◆ **GOAL OF THE EXERCISE**: Begin with the first line of the entries below. Copy each line exactly, stopping after the one that contains "action: replace the".

(Dataset entries)
------------------------------------------------------------
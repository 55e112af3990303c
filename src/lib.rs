// SPDX-License-Identifier: MIT
//! Mori editor assist — command core.
//!
//! Sends the user's selected text to a local code-intelligence service
//! and turns the reply into a single editor action: replace the
//! selection, show one or more notices, or show an error.
//!
//! | Module      | Responsibility                                       |
//! |-------------|------------------------------------------------------|
//! | `endpoint`  | The five remote capabilities and their fixed wording |
//! | `chunk`     | Bounded-length text splitting for notice display     |
//! | `normalize` | Untyped reply → one closed `NormalizedResult`        |
//! | `dispatch`  | `NormalizedResult` → editor `Action` + execution     |
//! | `command`   | Per-invocation orchestration (selection → effect)    |
//! | `service`   | HTTP client for the remote service                   |
//! | `host`      | Editor abstraction (selection, edits, notices)       |
//! | `config`    | Layered CLI/env > TOML > default configuration       |
//!
//! The core never lets an error escape a command invocation: every
//! failure is converted into exactly one user-visible notice at the
//! point of detection.

pub mod chunk;
pub mod command;
pub mod config;
pub mod dispatch;
pub mod endpoint;
pub mod host;
pub mod normalize;
pub mod service;

pub use command::run_command;
pub use endpoint::Endpoint;
// SPDX-License-Identifier: MIT
//! Bounded-length text splitting for display surfaces that truncate
//! or reject long messages.

/// Split `text` into consecutive, non-overlapping pieces of at most
/// `max_len` characters each, preserving order.
///
/// Concatenating the pieces reconstructs `text` exactly. Every piece
/// except the last holds exactly `max_len` characters. An empty input
/// yields an empty vec, not a vec holding one empty string.
///
/// Lengths are counted in characters, not bytes, so a split never
/// lands inside a multi-byte UTF-8 sequence.
pub fn split_text(text: &str, max_len: usize) -> Vec<String> {
    assert!(max_len > 0, "max_len must be positive");

    let mut pieces = Vec::new();
    let mut current = String::new();
    let mut count = 0;
    for ch in text.chars() {
        current.push(ch);
        count += 1;
        if count == max_len {
            pieces.push(std::mem::take(&mut current));
            count = 0;
        }
    }
    if !current.is_empty() {
        pieces.push(current);
    }
    pieces
}
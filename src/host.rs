// SPDX-License-Identifier: MIT
//! Editor host abstraction.
//!
//! The core never talks to an editor directly; it goes through
//! [`EditorHost`] so the same command logic serves an extension
//! bridge, the console binary, and the test doubles.

use anyhow::Result;
use async_trait::async_trait;

/// The editor-side contract consumed by the command core.
///
/// Implementations own the document and the notification surface; the
/// core assumes `replace_selection` applies the whole edit atomically.
#[async_trait]
pub trait EditorHost: Send + Sync {
    /// Current selection text, or `None` when no document is active.
    /// An empty string is a valid (but unusable) selection.
    fn active_selection(&self) -> Option<String>;

    /// Replace the active selection with `text` in one edit.
    async fn replace_selection(&self, text: &str) -> Result<()>;

    fn show_info(&self, message: &str);

    fn show_error(&self, message: &str);

    /// Ask the user to pick one of `options`. `None` means dismissed.
    async fn confirm(&self, prompt: &str, options: &[&str]) -> Option<String>;
}

// ─── Console host ─────────────────────────────────────────────────────────────

/// Host adapter for the `mori` binary.
///
/// The "selection" is whatever arrived on stdin; replacements go to
/// stdout so the command composes in a pipeline, and notices go to
/// stderr. Confirmation is non-interactive: the `--yes` flag accepts,
/// anything else counts as dismissed.
pub struct ConsoleHost {
    selection: Option<String>,
    assume_yes: bool,
}

impl ConsoleHost {
    pub fn new(selection: Option<String>, assume_yes: bool) -> Self {
        Self {
            selection,
            assume_yes,
        }
    }
}

#[async_trait]
impl EditorHost for ConsoleHost {
    fn active_selection(&self) -> Option<String> {
        self.selection.clone()
    }

    async fn replace_selection(&self, text: &str) -> Result<()> {
        println!("{text}");
        Ok(())
    }

    fn show_info(&self, message: &str) {
        eprintln!("{message}");
    }

    fn show_error(&self, message: &str) {
        eprintln!("error: {message}");
    }

    async fn confirm(&self, prompt: &str, options: &[&str]) -> Option<String> {
        if self.assume_yes {
            return options.first().map(|choice| choice.to_string());
        }
        eprintln!("{prompt} [{}] (re-run with --yes to accept)", options.join("/"));
        None
    }
}
// SPDX-License-Identifier: MIT
//! HTTP client for the assist service.
//!
//! Every endpoint takes the same request — POST with a JSON body
//! holding the selection under `"code"` — and returns a JSON body
//! that is decoded but otherwise left untyped for
//! [`crate::normalize`] to classify. One call per invocation, no
//! retry; the client timeout is the only thing bounding a request.

use anyhow::Result;
use async_trait::async_trait;
use reqwest::StatusCode;
use serde_json::{json, Value};
use tracing::debug;

use crate::config::AssistConfig;
use crate::endpoint::Endpoint;

/// Transport-level failures, reported verbatim to the user.
#[derive(Debug, thiserror::Error)]
pub enum ServiceError {
    #[error("request failed: {0}")]
    Network(#[source] reqwest::Error),
    #[error("service returned HTTP {0}")]
    Status(StatusCode),
    #[error("could not decode service reply: {0}")]
    Decode(#[source] reqwest::Error),
}

/// Outbound contract of the command core. Implemented by [`HttpClient`]
/// in production and by canned doubles in tests.
#[async_trait]
pub trait ServiceClient: Send + Sync {
    /// POST the selection to the endpoint and decode the JSON reply.
    async fn request(&self, endpoint: Endpoint, code: &str) -> Result<Value>;
}

pub struct HttpClient {
    base_url: String,
    http: reqwest::Client,
}

impl HttpClient {
    pub fn new(config: &AssistConfig) -> Result<Self> {
        let http = reqwest::Client::builder()
            .timeout(std::time::Duration::from_secs(config.timeout_secs))
            .build()?;
        Ok(Self {
            base_url: config.service_url.trim_end_matches('/').to_string(),
            http,
        })
    }
}

#[async_trait]
impl ServiceClient for HttpClient {
    async fn request(&self, endpoint: Endpoint, code: &str) -> Result<Value> {
        let url = format!("{}{}", self.base_url, endpoint.path());
        debug!(endpoint = %endpoint, url = %url, chars = code.chars().count(), "sending selection to service");

        let response = self
            .http
            .post(&url)
            .json(&json!({ "code": code }))
            .send()
            .await
            .map_err(ServiceError::Network)?;

        let response = response.error_for_status().map_err(|e| match e.status() {
            Some(status) => ServiceError::Status(status),
            None => ServiceError::Network(e),
        })?;

        let body: Value = response.json().await.map_err(ServiceError::Decode)?;
        debug!(endpoint = %endpoint, "service reply decoded");
        Ok(body)
    }
}
//! Projected-space geometry primitives.
//!
//! This module provides the two rectangle shapes the coverage engine works with:
//! - [`GlobalRect`]: an axis-aligned rectangle in projected space
//! - [`AnyRect`]: an oriented rectangle, i.e. an axis-aligned rectangle in its own local frame,
//!   rotated around an origin
//!
//! Points are plain [`geo::Coord<f64>`] values. Exact intersection tests between rotated shapes
//! are delegated to the [`geo`] crate.
//!
//! # Examples
//!
//! ```
//! use geo::coord;
//! use tilecover_core::{AnyRect, GlobalRect};
//!
//! let local = GlobalRect::new(-1.0, -1.0, 1.0, 1.0).unwrap();
//! let diamond = AnyRect::new(coord! { x: 0.0, y: 0.0 }, std::f64::consts::FRAC_PI_4, local);
//!
//! // The bounding box of a square rotated by 45° is larger than the square itself.
//! let bounds = diamond.bound_rect();
//! assert!((bounds.x_max - 2f64.sqrt()).abs() < 1e-12);
//! ```

use anyhow::{Result, ensure};
use geo::{Coord, Intersects, LineString, Polygon, coord};
use std::fmt::{self, Debug};

/// Euclidean distance between two points.
pub fn distance(a: Coord<f64>, b: Coord<f64>) -> f64 {
	(a.x - b.x).hypot(a.y - b.y)
}

/// An axis-aligned rectangle in projected space.
///
/// Intervals are treated as closed for intersection tests, so rectangles that share an edge
/// intersect.
#[derive(Clone, Copy, PartialEq)]
pub struct GlobalRect {
	pub x_min: f64,
	pub y_min: f64,
	pub x_max: f64,
	pub y_max: f64,
}

impl GlobalRect {
	/// Creates a new `GlobalRect` from `x_min, y_min, x_max, y_max`.
	///
	/// # Errors
	/// Returns an error if a coordinate is not finite or if a minimum exceeds its maximum.
	///
	/// # Examples
	/// ```
	/// use tilecover_core::GlobalRect;
	///
	/// let rect = GlobalRect::new(0.0, 1.0, 4.0, 3.0).unwrap();
	/// assert_eq!(rect.width(), 4.0);
	/// assert_eq!(rect.height(), 2.0);
	///
	/// assert!(GlobalRect::new(4.0, 0.0, 0.0, 1.0).is_err());
	/// ```
	pub fn new(x_min: f64, y_min: f64, x_max: f64, y_max: f64) -> Result<GlobalRect> {
		let rect = GlobalRect {
			x_min,
			y_min,
			x_max,
			y_max,
		};
		ensure!(
			rect.as_array().iter().all(|v| v.is_finite()),
			"coordinates of {rect:?} must be finite"
		);
		ensure!(x_min <= x_max, "x_min ({x_min}) must be <= x_max ({x_max})");
		ensure!(y_min <= y_max, "y_min ({y_min}) must be <= y_max ({y_max})");
		Ok(rect)
	}

	/// Creates the rectangle spanned by two opposite corners, in any order.
	pub fn from_corners(a: Coord<f64>, b: Coord<f64>) -> GlobalRect {
		GlobalRect {
			x_min: a.x.min(b.x),
			y_min: a.y.min(b.y),
			x_max: a.x.max(b.x),
			y_max: a.y.max(b.y),
		}
	}

	/// Creates a rectangle centered on `center` with the given half extents.
	pub fn from_center(center: Coord<f64>, half_width: f64, half_height: f64) -> GlobalRect {
		let half = coord! { x: half_width, y: half_height };
		GlobalRect::from_corners(center - half, center + half)
	}

	/// Smallest rectangle containing all `points`.
	///
	/// An empty slice yields an inverted rectangle that intersects nothing.
	pub fn bounding(points: &[Coord<f64>]) -> GlobalRect {
		points.iter().fold(
			GlobalRect {
				x_min: f64::INFINITY,
				y_min: f64::INFINITY,
				x_max: f64::NEG_INFINITY,
				y_max: f64::NEG_INFINITY,
			},
			|r, p| GlobalRect {
				x_min: r.x_min.min(p.x),
				y_min: r.y_min.min(p.y),
				x_max: r.x_max.max(p.x),
				y_max: r.y_max.max(p.y),
			},
		)
	}

	pub fn width(&self) -> f64 {
		self.x_max - self.x_min
	}

	pub fn height(&self) -> f64 {
		self.y_max - self.y_min
	}

	pub fn center(&self) -> Coord<f64> {
		coord! {
			x: (self.x_min + self.x_max) / 2.0,
			y: (self.y_min + self.y_max) / 2.0,
		}
	}

	/// Returns `[x_min, y_min, x_max, y_max]`.
	pub fn as_array(&self) -> [f64; 4] {
		[self.x_min, self.y_min, self.x_max, self.y_max]
	}

	/// Returns `true` if both rectangles share at least one point.
	pub fn is_intersect(&self, other: &GlobalRect) -> bool {
		self.x_min <= other.x_max && other.x_min <= self.x_max && self.y_min <= other.y_max && other.y_min <= self.y_max
	}

	pub fn contains_point(&self, point: Coord<f64>) -> bool {
		(self.x_min..=self.x_max).contains(&point.x) && (self.y_min..=self.y_max).contains(&point.y)
	}

	/// Returns the four corners, counter-clockwise starting at the minimum corner.
	pub fn corners(&self) -> [Coord<f64>; 4] {
		[
			coord! { x: self.x_min, y: self.y_min },
			coord! { x: self.x_max, y: self.y_min },
			coord! { x: self.x_max, y: self.y_max },
			coord! { x: self.x_min, y: self.y_max },
		]
	}

	pub fn to_polygon(&self) -> Polygon<f64> {
		polygon_from_corners(self.corners())
	}
}

impl Debug for GlobalRect {
	fn fmt(&self, f: &mut fmt::Formatter<'_>) -> fmt::Result {
		write!(f, "GlobalRect({:?})", self.as_array())
	}
}

/// An oriented rectangle in projected space.
///
/// The shape is described by a rectangle in a local frame; a local point `p` maps to the global
/// point `origin + rotate(p, angle)`. This is how a rotated viewport looks in projected space.
#[derive(Clone, Copy, Debug, PartialEq)]
pub struct AnyRect {
	origin: Coord<f64>,
	angle: f64,
	local: GlobalRect,
}

impl AnyRect {
	/// Creates an oriented rectangle from its local rectangle, rotated by `angle` radians
	/// (counter-clockwise) around `origin`.
	pub fn new(origin: Coord<f64>, angle: f64, local: GlobalRect) -> AnyRect {
		AnyRect { origin, angle, local }
	}

	/// Wraps an axis-aligned rectangle without rotation.
	pub fn from_rect(rect: GlobalRect) -> AnyRect {
		AnyRect::new(coord! { x: 0.0, y: 0.0 }, 0.0, rect)
	}

	pub fn origin(&self) -> Coord<f64> {
		self.origin
	}

	pub fn angle(&self) -> f64 {
		self.angle
	}

	pub fn local_rect(&self) -> GlobalRect {
		self.local
	}

	/// Maps a point from the local frame into projected space.
	pub fn to_global(&self, point: Coord<f64>) -> Coord<f64> {
		let (sin, cos) = self.angle.sin_cos();
		coord! {
			x: self.origin.x + point.x * cos - point.y * sin,
			y: self.origin.y + point.x * sin + point.y * cos,
		}
	}

	/// Returns the four corners in projected space, in the winding order of the local rectangle.
	pub fn corners(&self) -> [Coord<f64>; 4] {
		self.local.corners().map(|p| self.to_global(p))
	}

	/// Axis-aligned bounding rectangle in projected space.
	pub fn bound_rect(&self) -> GlobalRect {
		GlobalRect::bounding(&self.corners())
	}

	pub fn to_polygon(&self) -> Polygon<f64> {
		polygon_from_corners(self.corners())
	}

	/// Exact intersection test between two oriented rectangles.
	pub fn is_intersect(&self, other: &AnyRect) -> bool {
		self.bound_rect().is_intersect(&other.bound_rect()) && self.to_polygon().intersects(&other.to_polygon())
	}

	/// Exact intersection test against an axis-aligned rectangle.
	///
	/// Unlike a test against [`bound_rect`](Self::bound_rect), this rejects rectangles that only
	/// touch the bounding box of a rotated shape.
	pub fn intersects_rect(&self, rect: &GlobalRect) -> bool {
		self.bound_rect().is_intersect(rect) && self.to_polygon().intersects(&rect.to_polygon())
	}
}

fn polygon_from_corners(corners: [Coord<f64>; 4]) -> Polygon<f64> {
	let mut ring: Vec<Coord<f64>> = corners.to_vec();
	ring.push(corners[0]);
	Polygon::new(LineString::new(ring), vec![])
}
use crate::{MAX_TILE_SCALE, ProjectionBounds, ScaleLimits};
use anyhow::{Context, Result, ensure};
use serde::Deserialize;
use std::{fs::File, io::BufReader, io::Read, path::Path};

const DEFAULT_TILE_SIZE: u32 = 256;

/// Smallest tile size whose measured pixel square is not empty.
pub const MIN_TILE_SIZE: u32 = 3;

/// Platform and projection constants the tiler works with.
#[derive(Clone, Debug, Deserialize, PartialEq)]
#[serde(deny_unknown_fields)]
pub struct TilerConfig {
	/// Nominal pixel size of a tile at scale factor 1.
	#[serde(default = "default_tile_size")]
	pub tile_size: u32,

	/// Limits on the draw scale.
	#[serde(default)]
	pub limits: ScaleLimits,

	/// Bounds of the projected space as `[x_min, y_min, x_max, y_max]`.
	#[serde(default)]
	pub bounds: ProjectionBounds,
}

fn default_tile_size() -> u32 {
	DEFAULT_TILE_SIZE
}

impl Default for TilerConfig {
	fn default() -> Self {
		TilerConfig {
			tile_size: DEFAULT_TILE_SIZE,
			limits: ScaleLimits::default(),
			bounds: ProjectionBounds::default(),
		}
	}
}

impl TilerConfig {
	pub fn from_reader<R: Read>(reader: R) -> Result<Self> {
		let config: TilerConfig = serde_yaml_ng::from_reader(reader)?;
		config.validate()?;
		Ok(config)
	}

	pub fn from_string(text: &str) -> Result<Self> {
		let config: TilerConfig = serde_yaml_ng::from_str(text)?;
		config.validate()?;
		Ok(config)
	}

	pub fn from_path(path: &Path) -> Result<Self> {
		let file = File::open(path).with_context(|| format!("failed to open tiler config {path:?}"))?;
		TilerConfig::from_reader(BufReader::new(file)).with_context(|| format!("failed to parse tiler config {path:?}"))
	}

	pub fn validate(&self) -> Result<()> {
		ensure!(
			self.tile_size >= MIN_TILE_SIZE,
			"tile_size ({}) must be >= {MIN_TILE_SIZE}",
			self.tile_size
		);
		ensure!(
			self.limits.upper_scale <= MAX_TILE_SCALE,
			"upper_scale ({}) must be <= {MAX_TILE_SCALE}",
			self.limits.upper_scale
		);
		ProjectionBounds::new(self.bounds.x_min, self.bounds.y_min, self.bounds.x_max, self.bounds.y_max)?;
		Ok(())
	}
}
//! The screen: the transform between pixel space and projected space.
//!
//! The coverage engine only talks to the [`Screen`] trait. [`ScreenBase`] is a complete
//! implementation for a rectangular viewport with uniform scale and an optional rotation.

use crate::{AnyRect, GlobalRect};
use anyhow::{Result, ensure};
use geo::{Coord, coord};
use serde::Deserialize;

/// A snapshot of a viewport and its pixel to projected-space transform.
pub trait Screen: Clone {
	/// Center of the pixel viewport.
	fn pixel_center(&self) -> Coord<f64>;

	/// The viewport in projected space, rotated with the screen.
	fn global_rect(&self) -> AnyRect;

	/// Rotation angle in radians, counter-clockwise.
	fn angle(&self) -> f64;

	/// Projects a pixel rectangle into projected space and returns the bounding rectangle of
	/// the transformed corners.
	fn pixel_to_global_rect(&self, rect: &GlobalRect) -> GlobalRect;

	/// The same screen with its rotation removed.
	fn without_rotation(&self) -> Self;
}

/// A rectangular viewport of `width × height` pixels showing projected space around `center`.
///
/// Pixel y grows downwards, projected y grows upwards. One pixel covers `scale` projected units
/// on both axes.
#[derive(Clone, Copy, Debug, PartialEq, Deserialize)]
#[serde(try_from = "ScreenDefinition")]
pub struct ScreenBase {
	width: u32,
	height: u32,
	center: Coord<f64>,
	scale: f64,
	angle: f64,
}

impl ScreenBase {
	/// # Errors
	/// Returns an error if the pixel size is zero, or if `center` or `scale` are not finite or
	/// `scale` is not positive.
	pub fn new(width: u32, height: u32, center: Coord<f64>, scale: f64) -> Result<ScreenBase> {
		ensure!(width > 0 && height > 0, "screen size ({width}x{height}) must not be empty");
		ensure!(
			center.x.is_finite() && center.y.is_finite(),
			"screen center {center:?} must be finite"
		);
		ensure!(
			scale.is_finite() && scale > 0.0,
			"screen scale ({scale}) must be positive and finite"
		);
		Ok(ScreenBase {
			width,
			height,
			center,
			scale,
			angle: 0.0,
		})
	}

	/// Fits a screen of `width × height` pixels onto `rect`, keeping pixels square.
	///
	/// The whole of `rect` stays visible; the longer relative side decides the scale.
	pub fn from_global_rect(width: u32, height: u32, rect: &GlobalRect) -> Result<ScreenBase> {
		ensure!(width > 0 && height > 0, "screen size ({width}x{height}) must not be empty");
		let scale = (rect.width() / f64::from(width)).max(rect.height() / f64::from(height));
		ScreenBase::new(width, height, rect.center(), scale)
	}

	pub fn with_angle(mut self, angle: f64) -> ScreenBase {
		self.angle = angle;
		self
	}

	pub fn rotate(&mut self, delta: f64) {
		self.angle += delta;
	}

	pub fn width(&self) -> u32 {
		self.width
	}

	pub fn height(&self) -> u32 {
		self.height
	}

	pub fn center(&self) -> Coord<f64> {
		self.center
	}

	pub fn scale(&self) -> f64 {
		self.scale
	}

	pub fn pixel_rect(&self) -> GlobalRect {
		GlobalRect {
			x_min: 0.0,
			y_min: 0.0,
			x_max: f64::from(self.width),
			y_max: f64::from(self.height),
		}
	}

	pub fn pixel_to_global(&self, point: Coord<f64>) -> Coord<f64> {
		let center = self.pixel_center();
		let local = coord! {
			x: (point.x - center.x) * self.scale,
			y: (center.y - point.y) * self.scale,
		};
		let (sin, cos) = self.angle.sin_cos();
		coord! {
			x: self.center.x + local.x * cos - local.y * sin,
			y: self.center.y + local.x * sin + local.y * cos,
		}
	}

	pub fn global_to_pixel(&self, point: Coord<f64>) -> Coord<f64> {
		let offset = point - self.center;
		let (sin, cos) = self.angle.sin_cos();
		let local = coord! {
			x: offset.x * cos + offset.y * sin,
			y: -offset.x * sin + offset.y * cos,
		};
		let center = self.pixel_center();
		coord! {
			x: center.x + local.x / self.scale,
			y: center.y - local.y / self.scale,
		}
	}
}

impl Screen for ScreenBase {
	fn pixel_center(&self) -> Coord<f64> {
		self.pixel_rect().center()
	}

	fn global_rect(&self) -> AnyRect {
		let local = GlobalRect::from_center(
			coord! { x: 0.0, y: 0.0 },
			f64::from(self.width) * self.scale / 2.0,
			f64::from(self.height) * self.scale / 2.0,
		);
		AnyRect::new(self.center, self.angle, local)
	}

	fn angle(&self) -> f64 {
		self.angle
	}

	fn pixel_to_global_rect(&self, rect: &GlobalRect) -> GlobalRect {
		GlobalRect::bounding(&rect.corners().map(|p| self.pixel_to_global(p)))
	}

	fn without_rotation(&self) -> Self {
		self.with_angle(0.0)
	}
}

/// Serialized form of a [`ScreenBase`]; `angle` is given in degrees.
#[derive(Deserialize)]
#[serde(deny_unknown_fields)]
struct ScreenDefinition {
	width: u32,
	height: u32,
	center: [f64; 2],
	scale: f64,
	#[serde(default)]
	angle: f64,
}

impl TryFrom<ScreenDefinition> for ScreenBase {
	type Error = anyhow::Error;

	fn try_from(def: ScreenDefinition) -> Result<Self> {
		let center = coord! { x: def.center[0], y: def.center[1] };
		Ok(ScreenBase::new(def.width, def.height, center, def.scale)?.with_angle(def.angle.to_radians()))
	}
}
//! Command line front end of [`tilecover_core`].
//!
//! The library part holds the view configuration the commands load: a tiler configuration
//! plus the screen to cover.

pub mod config;

pub use tilecover_core as core;
//! Level-of-detail selection for a screen.
//!
//! Both scales answer the same geometric question: how many times does a square of about one
//! tile of pixels, placed at the screen center, fit into the width of the projected space? The
//! base-2 logarithm of that ratio, rounded up, is the scale.
//!
//! - [`draw_scale`] picks the density of map features. Its pixel square never exceeds
//!   `512 * k` pixels and the result is clamped to [`ScaleLimits::upper_scale`].
//! - [`tile_scale`] picks the tile grid. It is only limited by the grid itself.
//!
//! [`ScaleLimits::upper_scale`]: crate::ScaleLimits

use crate::{GlobalRect, MAX_TILE_SCALE, Screen, TilerConfig};
use geo::coord;
use std::f64::consts::LN_2;

/// Tiles are measured slightly smaller than their nominal size, so they end up magnified a
/// little on screen, which smooths them under bilinear filtering.
const MAGNIFICATION: f64 = 1.05;

/// Largest pixel square used for draw scale at scale factor 1.
const DRAW_CEILING: f64 = 512.0;

/// Measures the scale at which a square of `tile_size` pixels covers a proportionate share of
/// projected space.
///
/// The rotation of `screen` is removed before measuring. `ceiling` caps the pixel square,
/// `upper` caps the result. The square keeps at least one pixel on each side of the center.
/// A degenerate measurement (empty or non-finite projected square) yields `upper` instead of a
/// non-finite value.
pub fn measure_scale<S: Screen>(screen: &S, tile_size: u32, ceiling: Option<u32>, upper: u8, config: &TilerConfig) -> u8 {
	let screen = screen.without_rotation();

	let mut size = (f64::from(tile_size) / MAGNIFICATION) as u32;
	if let Some(ceiling) = ceiling {
		size = size.min(ceiling);
	}
	let half = f64::from((size / 2).max(1));

	let center = screen.pixel_center();
	let pixel_rect = GlobalRect::from_corners(
		center - coord! { x: half, y: half },
		center + coord! { x: half, y: half },
	);
	let glb_rect = screen.pixel_to_global_rect(&pixel_rect);
	let glb_size = glb_rect.width().min(glb_rect.height());

	let ratio = config.bounds.extent_size() / glb_size;
	if glb_size.is_nan() || glb_size <= 0.0 || !ratio.is_finite() {
		log::debug!("degenerate scale measurement for {size}px ({glb_rect:?}), using scale {upper}");
		return upper;
	}

	let scale = (ratio.ln() / LN_2).ceil();
	scale.clamp(0.0, f64::from(upper)) as u8
}

/// Draw scale for tiles of `tile_size` pixels at scale factor `k`.
pub fn draw_scale<S: Screen>(screen: &S, tile_size: u32, k: f64, config: &TilerConfig) -> u8 {
	let ceiling = (DRAW_CEILING * k) as u32;
	measure_scale(screen, tile_size, Some(ceiling), config.limits.upper_scale, config)
}

/// Tile grid scale for tiles of `tile_size` pixels.
pub fn tile_scale<S: Screen>(screen: &S, tile_size: u32, config: &TilerConfig) -> u8 {
	measure_scale(screen, tile_size, None, MAX_TILE_SCALE, config)
}
// Subcommands and their arguments
mod tools;

use anyhow::Result;
use clap::{Parser, Subcommand};
use clap_verbosity_flag::{ErrorLevel, Verbosity};

// Command line interface, metadata comes from Cargo.toml
#[derive(Parser, Debug)]
#[command(
	author,
	version,
	about,
	long_about = None,
	propagate_version = true, // Enable version flag for subcommands
	disable_help_subcommand = true,
)]
struct Cli {
	#[command(subcommand)]
	command: Commands,

	#[command(flatten)]
	verbose: Verbosity<ErrorLevel>, // -v / -q
}

// Each variant delegates to a module in `tools`
#[derive(Subcommand, Debug)]
enum Commands {
	/// List the tiles covering a screen, in delivery order
	Cover(tools::cover::Subcommand),

	/// Show the draw scale and tile scale of a screen
	Scales(tools::scales::Subcommand),
}

fn main() -> Result<()> {
	let cli = Cli::parse();

	// Log level follows the verbosity flag
	env_logger::Builder::new()
		.filter_level(cli.verbose.log_level_filter())
		.format_timestamp(None)
		.init();

	run(cli)
}

// Runs the selected subcommand
fn run(cli: Cli) -> Result<()> {
	match &cli.command {
		Commands::Cover(arguments) => tools::cover::run(arguments),
		Commands::Scales(arguments) => tools::scales::run(arguments),
	}
}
------------------------------------------------------------
◆ **RESPONSE TO THE TASK**:
repository 55e112af3990303c
filename src/lib.rs
// SPDX-License-Identifier: MIT
//! Mori editor assist — command core.
//!
//! Sends the user's selected text to a local code-intelligence service
//! and turns the reply into a single editor action: replace the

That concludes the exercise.